To optimize efficiency and accuracy, the tool offers a range of invaluable features. Recruiters can define their ideal candidate, triggering a re-ranking of applications based on their likeness to the desired attributes. By uploading a resume from a standout employee, recruiters can identify similar “clones” among the applicants and rank them by resemblance.
Notably, the tool contributes to bias reduction by anonymizing names into initials and omitting graduation years, minimizing the influence of gender, race, and age in the decision-making process.
The masterminds behind the AI Job Application Screener are accomplished software engineering professionals with a rich background in the field of recruiting. Their expertise extends to developing features for sifting through millions of professional profiles and leading teams in creating job application screening tools.

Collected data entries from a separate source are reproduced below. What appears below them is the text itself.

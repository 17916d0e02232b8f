// SPDX-FileCopyrightText: 2026 Shopkeep Contributors
// SPDX-License-Identifier: MIT OR Apache-2.0

//! Core library for the Shopkeep consistency engine.
//!
//! This crate provides the foundational trait definitions, error types, and
//! common types used throughout the Shopkeep workspace. Store adapters
//! implement the traits defined here; the transaction executor and the
//! recovery queue consume them.

pub mod error;
pub mod traits;
pub mod types;

// Re-export key items at crate root for ergonomic imports.
pub use error::{ShopkeepError, panic_message};
pub use types::{AdapterType, HealthStatus, IsolationLevel};

// Re-export all adapter traits at crate root.
pub use traits::{KvStore, PluginAdapter, StoreTxn, TransactionalStore};

#[cfg(test)]
mod tests {
    use super::*;

    #[test]
    fn shopkeep_error_has_all_variants() {
        let _config = ShopkeepError::Config("test".into());
        let _storage = ShopkeepError::storage(std::io::Error::other("test"));
        let _serialization = ShopkeepError::from(
            serde_json::from_str::<serde_json::Value>("{").unwrap_err(),
        );
        let _execution = ShopkeepError::execution("test");
        let _panicked = ShopkeepError::Panicked("boom".into());
        let _not_found = ShopkeepError::TaskNotFound("t-1".into());
        let _transition = ShopkeepError::InvalidTransition {
            id: "t-1".into(),
            from: "completed".into(),
            to: "cancelled".into(),
        };
        let _argument = ShopkeepError::InvalidArgument("test".into());
        let _handler = ShopkeepError::HandlerNotRegistered("refund-recovery".into());
        let _internal = ShopkeepError::Internal("test".into());
    }

    #[test]
    fn timeout_is_distinguishable() {
        let timeout = ShopkeepError::Timeout {
            duration: std::time::Duration::from_millis(10),
        };
        assert!(timeout.is_timeout());
        assert!(!ShopkeepError::execution("nope").is_timeout());
        assert_eq!(timeout.to_string(), "operation timed out after 10ms");
    }

    #[test]
    fn isolation_level_round_trips_as_kebab_case() {
        use std::str::FromStr;

        assert_eq!(IsolationLevel::default(), IsolationLevel::ReadCommitted);
        assert_eq!(IsolationLevel::Serializable.to_string(), "serializable");
        assert_eq!(
            IsolationLevel::from_str("repeatable-read").unwrap(),
            IsolationLevel::RepeatableRead
        );
        let json = serde_json::to_string(&IsolationLevel::ReadUncommitted).unwrap();
        assert_eq!(json, "\"read-uncommitted\"");
    }

    #[test]
    fn panic_message_reads_str_and_string_payloads() {
        let caught = std::panic::catch_unwind(|| panic!("static message")).unwrap_err();
        assert_eq!(panic_message(caught.as_ref()), "static message");

        let caught = std::panic::catch_unwind(|| panic!("formatted {}", 42)).unwrap_err();
        assert_eq!(panic_message(caught.as_ref()), "formatted 42");
    }

    #[test]
    fn all_trait_modules_are_exported() {
        fn _assert_plugin_adapter<T: PluginAdapter>() {}
        fn _assert_transactional_store<T: TransactionalStore>() {}
        fn _assert_kv_store<T: KvStore>() {}
        fn _assert_object_safe(_: &dyn StoreTxn, _: &dyn KvStore, _: &dyn TransactionalStore) {}
    }
}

This tool seamlessly integrates with popular Applicant Tracking Systems (ATS), ensuring the seamless flow of data between the tool and the recruiter’s existing system. While currently in a closed beta phase, the AI Job Application Screener offers early access opportunities until August 25th, 2023.
Subsequently, it will be released to the public in October 2023, featuring a user-friendly per-user monthly pricing model. Additionally, the tool provides customization options via an SDK, catering to both internal and user-facing use cases.